Camionista schiacciato, scatta l’inchiesta

5 Dicembre 2019

Al momento non ci sono indagati, atteso oggi l’incarico per l’autopsia. Il 53enne lascia la moglie e due bambini

COLONNELLA. Sarà aperta un’inchiesta del pubblico ministero Davide Rosati sulla morte di Giovanni Palestini, l’autotrasportatore 53enne di Grottammare (Ascoli Piceno) schiacciato dal camion con cui lavorava e deceduto poco dopo il trasporto all'ospedale di Teramo nella serata di martedì. I carabinieri della compagnia di Alba Adriatica hanno messo nero su bianco una prima ricostruzione: sembra che il camionista, nel piazzale della Matricardi Trasporti di contrada Valle Cupa a Colonnella, stesse svolgendo alcune manovre per agganciare la motrice al rimorchio. I due mezzi (che sono stati sequestrati) pare non stessero in piano, per cui Palestini non si sarebbe accorto del movimento del rimorchio carico, rimanendo schiacciato tra questo e la motrice. Le sue urla hanno richiamato l’attenzione di un'altra persona che si trovava nel piazzale e che ha dato l’allarme al 118. La tragedia è avvenuta poco dopo le 20; un paio di ore dopo, il decesso al Mazzini di Teramo dovuto al gravissimo trauma cranico subìto nell’impatto. Al momento, non ci sarebbero indagati. Insieme ai carabinieri, nell’azienda di Valle Cupa, è arrivato anche il servizio della Asl che si occupa della sicurezza sul lavoro per i rilievi.

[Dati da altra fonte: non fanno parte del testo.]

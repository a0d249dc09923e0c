mod cli;
mod format;
mod output;
mod table;

use cli::{Action, Cli, NewEntry};
use format::TerminalFormatter;
use journal_core::{AppConfig, JournalApp, JournalConfig, LoadingMode, Logger, SystemLogger};
use output::{CliEvent, OutputHandler, entry_table};
use std::io::{self, ErrorKind};
use std::sync::Arc;

/// Initialise the `log` backend. RUST_LOG overrides the default level.
fn init_logging(verbose: bool) {
    let default_level = if verbose { "debug" } else { "warn" };
    env_logger::Builder::from_env(env_logger::Env::default().default_filter_or(default_level))
        .format_timestamp(None)
        .init();
}

async fn execute(
    add: Option<NewEntry>,
    list: bool,
    config: AppConfig,
    show_ids: bool,
    output: &OutputHandler,
) -> io::Result<()> {
    let logger: Arc<dyn Logger> = Arc::new(SystemLogger::new("journal"));
    let app = JournalApp::load(config, logger)?;
    app.start().await.map_err(io::Error::other)?;

    if let Some(entry) = add {
        output.emit_event(CliEvent::EntryQueued {
            title: entry.title.clone(),
        });
        app.store().add_entry(entry.title, entry.content);
    }

    if list {
        let entries = app.store().list_entries().await;
        output.emit_event(CliEvent::Listed {
            count: entries.len(),
        });
        output.emit_result(&entry_table(
            &entries,
            &TerminalFormatter,
            show_ids,
            output.viewport_width(),
        ));
    }

    app.exit().await.map_err(io::Error::other)
}

#[tokio::main]
async fn main() -> io::Result<()> {
    let cli = Cli::parse_args()?;
    init_logging(cli.verbose);
    let output = OutputHandler::new(cli.verbose);

    let action = cli.action()?;
    let Action::Run { add, list } = &action else {
        println!("{}", Cli::help_text());
        return Err(io::Error::new(
            ErrorKind::InvalidInput,
            "No entry to add and nothing to list",
        ));
    };

    let journal = JournalConfig::load(cli.home.clone())?;
    log::debug!("library location: {:?}", journal.location);
    let config = match action.loading_mode() {
        LoadingMode::Immediate => AppConfig::development(journal),
        LoadingMode::WriteOnly => AppConfig::add_only(journal),
    };

    execute(add.clone(), *list, config, cli.ids, &output).await
}
//! journal-core: entry store and local persistence for the journal
//!
//! Entries live in a [`ConcurrentJournalStore`] and are mirrored to disk, one
//! file per entry, by a [`LocalPersistenceManager`] that batches writes.
//!
//! # Quick Start
//!
//! ```no_run
//! use std::sync::Arc;
//! use journal_core::{AppConfig, JournalApp, JournalConfig, SystemLogger};
//!
//! #[tokio::main]
//! async fn main() -> std::io::Result<()> {
//!     let config = AppConfig::development(JournalConfig::load(None)?);
//!     let app = JournalApp::load(config, Arc::new(SystemLogger::default()))?;
//!     app.start().await.map_err(std::io::Error::other)?;
//!
//!     app.store().add_entry("Hello", "First entry");
//!     for entry in app.store().list_entries().await {
//!         println!("{}", entry.title());
//!     }
//!     app.exit().await.map_err(std::io::Error::other)
//! }
//! ```

mod app;
pub mod config;
pub mod entry;
pub mod format;
pub mod logging;
pub mod persistence;
pub mod safe_io;
pub mod store;

pub use app::JournalApp;
pub use config::{AppConfig, JournalConfig, LibraryLocation, LoadingMode};
pub use entry::{Entry, EntryId};
pub use format::EntryFormatting;
pub use logging::{Logger, Priority, SystemLogger};
pub use persistence::{LocalPersistenceManager, PersistenceError, Persisting};
pub use store::{ConcurrentJournalStore, StoreError};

Giovanni Palestini, per tutti Gianni, era dipendente della ditta colonnellese di logistica e trasporti. Era molto conosciuto nella sua Grottammare dove lascia moglie e due figli piccoli, un maschietto e una femminuccia. Grottammare si prepara al rito funebre ma non è dato sapere, al momento, quando si svolgerà. Infatti, la procura della Repubblica di Teramo non ha dato il nulla osta alla riconsegna della salma perché già oggi potrebbe incaricare un medico legale per l’autopsia, dal cui esito forse si riusciranno a capire meglio i contorni dell’ennesima morte bianca.

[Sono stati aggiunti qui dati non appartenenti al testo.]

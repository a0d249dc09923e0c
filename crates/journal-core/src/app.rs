use std::io;
use std::sync::Arc;
use std::sync::atomic::{AtomicBool, Ordering};

use crate::config::AppConfig;
use crate::logging::{Logger, Priority};
use crate::persistence::{LocalPersistenceManager, Persisting};
use crate::store::{ConcurrentJournalStore, StoreError};

/// High-level facade wiring the store to local persistence.
///
/// Owns the persistence manager; the store only holds a weak reference to
/// it, so dropping the app tears both down.
pub struct JournalApp {
    config: AppConfig,
    logger: Arc<dyn Logger>,
    persistence: Arc<LocalPersistenceManager>,
    store: Arc<ConcurrentJournalStore>,
    started: AtomicBool,
}

impl JournalApp {
    /// Build the app. Must be called inside a Tokio runtime.
    pub fn load(config: AppConfig, logger: Arc<dyn Logger>) -> io::Result<Self> {
        let persistence = Arc::new(LocalPersistenceManager::new(&config, Arc::clone(&logger))?);
        let shared: Arc<dyn Persisting> = persistence.clone();
        let store = ConcurrentJournalStore::new(Arc::downgrade(&shared), Arc::clone(&logger));
        Ok(Self {
            config,
            logger,
            persistence,
            store,
            started: AtomicBool::new(false),
        })
    }

    pub fn config(&self) -> &AppConfig {
        &self.config
    }

    pub fn store(&self) -> &Arc<ConcurrentJournalStore> {
        &self.store
    }

    pub fn persistence(&self) -> &LocalPersistenceManager {
        &self.persistence
    }

    /// Load the library into the store. Only the first call does anything.
    pub async fn start(&self) -> Result<(), StoreError> {
        if self.started.swap(true, Ordering::SeqCst) {
            self.logger
                .log_event("Attempted to load app more than once.", Priority::Debugging);
            return Ok(());
        }
        self.store.start().await
    }

    /// Drain pending writes and flush them to disk.
    pub async fn exit(&self) -> Result<(), StoreError> {
        let result = self.store.app_will_terminate().await;
        if let Err(e) = &result {
            self.logger.log_error(e, Priority::SystemFault);
        }
        result
    }
}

Sulla tragedia di Colonnella è arrivata una nota della Cgil provinciale, che scrive: «La Cgil da tempo ha assunto il tema della sicurezza sul lavoro come centrale in tutte le rivendicazioni ma, purtroppo, tutto questo non è abbastanza. Continuano a mancare controlli, azioni volte a tutelare la salute dei lavoratori e continua a mancare la cultura della sicurezza che dovrebbe essere fondamentale in tutte le attività produttive. Per invertire questa tendenza, anche per il rispetto dovuto a tutte le vittime a partire da quella di ieri, si dovrà rafforzare l’azione di tutti, istituzioni in primis».